For over 30 years Russell and May Evans have housed and bred exotic and native parrots as a hobby, and have lived at 49 Bryson Road, Otatara since 1986, where half their section is in native bush.  In 1998 they began caring for an occasional kereru which had been injured and treated by local vets Vetco and required a rehabilitation flight.  Kereru have since taken over a large flight and between 20 and 40 birds have now been cared for annually for several years.

 

 

 

 

 

Visitors to the property are welcome by appointment, by phoning 03.2130530.

No charge is made, but a small donation to help with the upkeep of aviaries and to feed the birds would be welcome, especially for groups, as people are escorted around the property.

 

Most injuries are caused by the birds hitting windows – which occurs when the light seems to show a clear space of sky or bush so the bird attempts to fly through.  Others are caused by being hit by cars and some by strong winds, causing them to hit branches or young birds to fall from nests.

Other birds rehabilitated as well as kereru are tui, kingfishers, bellbirds and one trust member, Gloria Harris cares for owls.  There are no facilities for seabirds and waterfowl.

 

 

Department of Conservation Permits are held for the injured birds as well as for the native parrots that are also held on the property.  May and Russell are members of WReNNZ and of New Zealand Bird Rescue.
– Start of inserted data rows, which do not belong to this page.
//! Gatekeeper HTTP Gateway
//!
//! This crate provides the HTTP surface over the session manager:
//! - `POST /session`, `POST /session/{id}/message`, `GET /session/{id}/events`
//! - JSON error mapping
//! - Request context middleware (x-request-id)
//! - CORS and request tracing layers

pub mod handlers;
pub mod middleware;
pub mod types;

pub use handlers::{GatewayState, router};
pub use middleware::with_gateway_layers;
pub use types::{GatewayError, GatewayResult, RequestId};
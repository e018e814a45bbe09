//! Gatekeeper Observability
//!
//! This crate provides observability features:
//! - Metrics collection (Prometheus)
//! - Health endpoints

pub mod health;
pub mod metrics;

pub use health::{HealthState, ReadinessChecker, health_router};
pub use metrics::Metrics;
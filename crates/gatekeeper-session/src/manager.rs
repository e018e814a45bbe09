//! Session registry
//!
//! Process-wide map from session id to [`ConversationSession`], backed by
//! `DashMap` so lookups from concurrent requests never contend on one lock.

use crate::{
    config::SessionConfig,
    error::{Result, SessionError},
    secret::SecretCode,
    session::ConversationSession,
};
use dashmap::{DashMap, mapref::entry::Entry};
use gatekeeper_core::engine::DialogueEngine;
use gatekeeper_observability::{Metrics, ReadinessChecker, health::ComponentStatus};
use std::{
    sync::{Arc, Mutex, PoisonError},
    time::Duration,
};
use tokio::task::JoinHandle;
use tokio_util::sync::CancellationToken;
use tracing::{debug, info, warn};
use uuid::Uuid;

pub struct SessionManager {
    sessions: DashMap<String, Arc<ConversationSession>>,
    engine: Arc<dyn DialogueEngine>,
    task: String,
    secret: SecretCode,
    config: Arc<SessionConfig>,
    metrics: Option<Arc<Metrics>>,
    /// Serializes the capacity check with the insert that follows it
    admission: Mutex<()>,
}

impl SessionManager {
    pub fn new(
        engine: Arc<dyn DialogueEngine>,
        task: impl Into<String>,
        secret: SecretCode,
        config: SessionConfig,
    ) -> Self {
        Self {
            sessions: DashMap::new(),
            engine,
            task: task.into(),
            secret,
            config: Arc::new(config),
            metrics: None,
            admission: Mutex::new(()),
        }
    }

    pub fn with_metrics(mut self, metrics: Arc<Metrics>) -> Self {
        self.metrics = Some(metrics);
        self
    }

    pub fn config(&self) -> &SessionConfig {
        &self.config
    }

    /// Register and start a new session under a fresh id
    pub async fn create_session(&self) -> Result<Arc<ConversationSession>> {
        let session = self.admit()?;
        if let Some(metrics) = &self.metrics {
            metrics.record_session_created();
        }
        info!(session_id = %session.id(), "Session created");

        session.start().await;
        Ok(session)
    }

    /// Check capacity and register a new session as one step
    fn admit(&self) -> Result<Arc<ConversationSession>> {
        let _admission = self
            .admission
            .lock()
            .unwrap_or_else(PoisonError::into_inner);

        if self.sessions.len() >= self.config.max_sessions {
            warn!(
                max_sessions = self.config.max_sessions,
                "Refusing new session at capacity"
            );
            if let Some(metrics) = &self.metrics {
                metrics.record_session_rejected();
            }
            return Err(SessionError::CapacityExceeded(self.config.max_sessions));
        }

        let session = loop {
            let id = Uuid::new_v4().simple().to_string();
            if let Entry::Vacant(slot) = self.sessions.entry(id.clone()) {
                let session = Arc::new(ConversationSession::new(
                    id,
                    self.engine.clone(),
                    self.task.clone(),
                    self.secret.clone(),
                    self.config.clone(),
                    self.metrics.clone(),
                ));
                slot.insert(session.clone());
                break session;
            }
        };
        Ok(session)
    }

    pub fn get_session(&self, id: &str) -> Result<Arc<ConversationSession>> {
        self.sessions
            .get(id)
            .map(|entry| entry.value().clone())
            .ok_or_else(|| SessionError::NotFound(id.to_string()))
    }

    /// Unregister a session and stop its dialogue
    pub fn remove(&self, id: &str) -> Option<Arc<ConversationSession>> {
        let (_, session) = self.sessions.remove(id)?;
        session.dispose();
        if let Some(metrics) = &self.metrics {
            metrics.record_session_removed(false);
        }
        debug!(session_id = %id, "Session removed");
        Some(session)
    }

    pub fn count(&self) -> usize {
        self.sessions.len()
    }

    pub fn contains(&self, id: &str) -> bool {
        self.sessions.contains_key(id)
    }

    /// Remove sessions idle for longer than `max_idle`. Returns how many went.
    pub fn cleanup_idle(&self, max_idle: Duration) -> usize {
        let idle: Vec<String> = self
            .sessions
            .iter()
            .filter(|entry| entry.value().idle_for() > max_idle)
            .map(|entry| entry.key().clone())
            .collect();

        let mut removed = 0;
        for id in idle {
            // Re-check under the shard lock; a request may have touched it since
            if let Some((_, session)) = self
                .sessions
                .remove_if(&id, |_, session| session.idle_for() > max_idle)
            {
                session.dispose();
                if let Some(metrics) = &self.metrics {
                    metrics.record_session_removed(true);
                }
                info!(session_id = %id, "Evicted idle session");
                removed += 1;
            }
        }
        removed
    }

    /// Periodically evict idle sessions until `shutdown` fires
    pub fn spawn_reaper(self: &Arc<Self>, shutdown: CancellationToken) -> Option<JoinHandle<()>> {
        if self.config.idle_ttl_secs == 0 || self.config.reap_interval_secs == 0 {
            debug!("Idle session reaper disabled");
            return None;
        }

        let manager = Arc::clone(self);
        let ttl = Duration::from_secs(self.config.idle_ttl_secs);
        let period = Duration::from_secs(self.config.reap_interval_secs);

        Some(tokio::spawn(async move {
            let mut ticker = tokio::time::interval(period);
            ticker.tick().await;
            loop {
                tokio::select! {
                    _ = shutdown.cancelled() => break,
                    _ = ticker.tick() => {
                        let removed = manager.cleanup_idle(ttl);
                        if removed > 0 {
                            debug!(removed, remaining = manager.count(), "Reaper pass");
                        }
                    }
                }
            }
        }))
    }

    /// Stop every session's dialogue. Used on shutdown.
    pub fn dispose_all(&self) {
        for entry in self.sessions.iter() {
            entry.value().dispose();
        }
    }
}

impl ReadinessChecker for SessionManager {
    fn is_ready(&self) -> bool {
        self.count() < self.config.max_sessions
    }

    fn component_statuses(&self) -> Vec<ComponentStatus> {
        vec![ComponentStatus {
            name: "sessions".to_string(),
            status: if self.is_ready() { "ok" } else { "full" }.to_string(),
            detail: Some(format!("{}/{}", self.count(), self.config.max_sessions)),
        }]
    }
}
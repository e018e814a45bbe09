//! Health endpoints
//!
//! - `/healthz` - Liveness probe (always 200 while the process serves)
//! - `/readyz` - Readiness probe (asks the registered checker)
//! - `/metrics` - Prometheus metrics endpoint

use axum::{
    Json, Router,
    extract::State,
    http::StatusCode,
    response::{IntoResponse, Response},
    routing::get,
};
use prometheus::TextEncoder;
use serde::{Deserialize, Serialize};
use std::sync::Arc;

use crate::metrics::Metrics;

/// Health check response
#[derive(Debug, Clone, Serialize, Deserialize)]
pub struct HealthResponse {
    pub status: String,
    #[serde(skip_serializing_if = "Option::is_none")]
    pub message: Option<String>,
}

/// Readiness check response
#[derive(Debug, Clone, Serialize, Deserialize)]
pub struct ReadinessResponse {
    pub status: String,
    #[serde(skip_serializing_if = "Option::is_none")]
    pub components: Option<Vec<ComponentStatus>>,
    #[serde(skip_serializing_if = "Option::is_none")]
    pub message: Option<String>,
}

/// Status of one component in a readiness check
#[derive(Debug, Clone, Serialize, Deserialize)]
pub struct ComponentStatus {
    pub name: String,
    pub status: String,
    #[serde(skip_serializing_if = "Option::is_none")]
    pub detail: Option<String>,
}

/// Decides whether the service can take new sessions
pub trait ReadinessChecker: Send + Sync {
    fn is_ready(&self) -> bool;

    fn component_statuses(&self) -> Vec<ComponentStatus>;
}

/// Health check state
#[derive(Clone)]
pub struct HealthState {
    pub metrics: Arc<Metrics>,
    pub readiness_checker: Option<Arc<dyn ReadinessChecker>>,
}

impl HealthState {
    pub fn new(metrics: Arc<Metrics>) -> Self {
        Self {
            metrics,
            readiness_checker: None,
        }
    }

    pub fn with_readiness_checker(
        metrics: Arc<Metrics>,
        readiness_checker: Arc<dyn ReadinessChecker>,
    ) -> Self {
        Self {
            metrics,
            readiness_checker: Some(readiness_checker),
        }
    }
}

/// Create health check router
pub fn health_router(state: HealthState) -> Router {
    Router::new()
        .route("/healthz", get(healthz))
        .route("/readyz", get(readyz))
        .route("/metrics", get(metrics_handler))
        .with_state(state)
}

async fn healthz() -> impl IntoResponse {
    Json(HealthResponse {
        status: "ok".to_string(),
        message: None,
    })
}

/// 200 when ready, 503 otherwise
async fn readyz(State(state): State<HealthState>) -> Response {
    let Some(checker) = &state.readiness_checker else {
        return (
            StatusCode::OK,
            Json(ReadinessResponse {
                status: "ready".to_string(),
                components: None,
                message: None,
            }),
        )
            .into_response();
    };

    let components = Some(checker.component_statuses());
    if checker.is_ready() {
        (
            StatusCode::OK,
            Json(ReadinessResponse {
                status: "ready".to_string(),
                components,
                message: None,
            }),
        )
            .into_response()
    } else {
        (
            StatusCode::SERVICE_UNAVAILABLE,
            Json(ReadinessResponse {
                status: "not_ready".to_string(),
                components,
                message: Some("One or more components are unavailable".to_string()),
            }),
        )
            .into_response()
    }
}

async fn metrics_handler(State(state): State<HealthState>) -> Response {
    let encoder = TextEncoder::new();
    let metric_families = state.metrics.registry().gather();

    match encoder.encode_to_string(&metric_families) {
        Ok(body) => (
            StatusCode::OK,
            [("Content-Type", "text/plain; version=0.0.4")],
            body,
        )
            .into_response(),
        Err(err) => (
            StatusCode::INTERNAL_SERVER_ERROR,
            format!("Failed to encode metrics: {}", err),
        )
            .into_response(),
    }
}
May and Russell have received awards in the past from Environment Southland and the Invercargill City Council for their work with kereru rehabilitation.  Kereru are extremely important to the ecosystem of New Zealand as they are the only birds that can distribute the seeds of many large trees, such as Miro, Tawa, Karaka and Taraire, to name a few.

Birds can be in care for a period of 24 hours to several months, depending on the extent of their injuries.  Sometimes injuries are not very obvious, even with x-rays and a supposedly ‘unhurt but just shocked’ bird can end up being unable to fly after several months.

Occasionally a bird has to be euthanased because of its injuries and this is always carried out humanely and usually by our vet and trustee, Dr Lisa Stuart, V BSc formerly of Vetco Kennington, and now at VetSouth, Findlay Road, Invercargill.

Bush Haven is now a charitable trust as May and Russell are retired, whereas they previously paid for all food, vet fees and transport themselves.  [See Sponsors]

There are now nine trustees – May and Russell, Lisa Stuart, Gloria Harris, Ralph Powlesland – ex DoC Research & Scientific Advisor, Douglas Black, Bruce Maher, David Simpson and Rex Fox. Our patron is Lindsay Hazley, QSM who is well known for his work with Tuatara.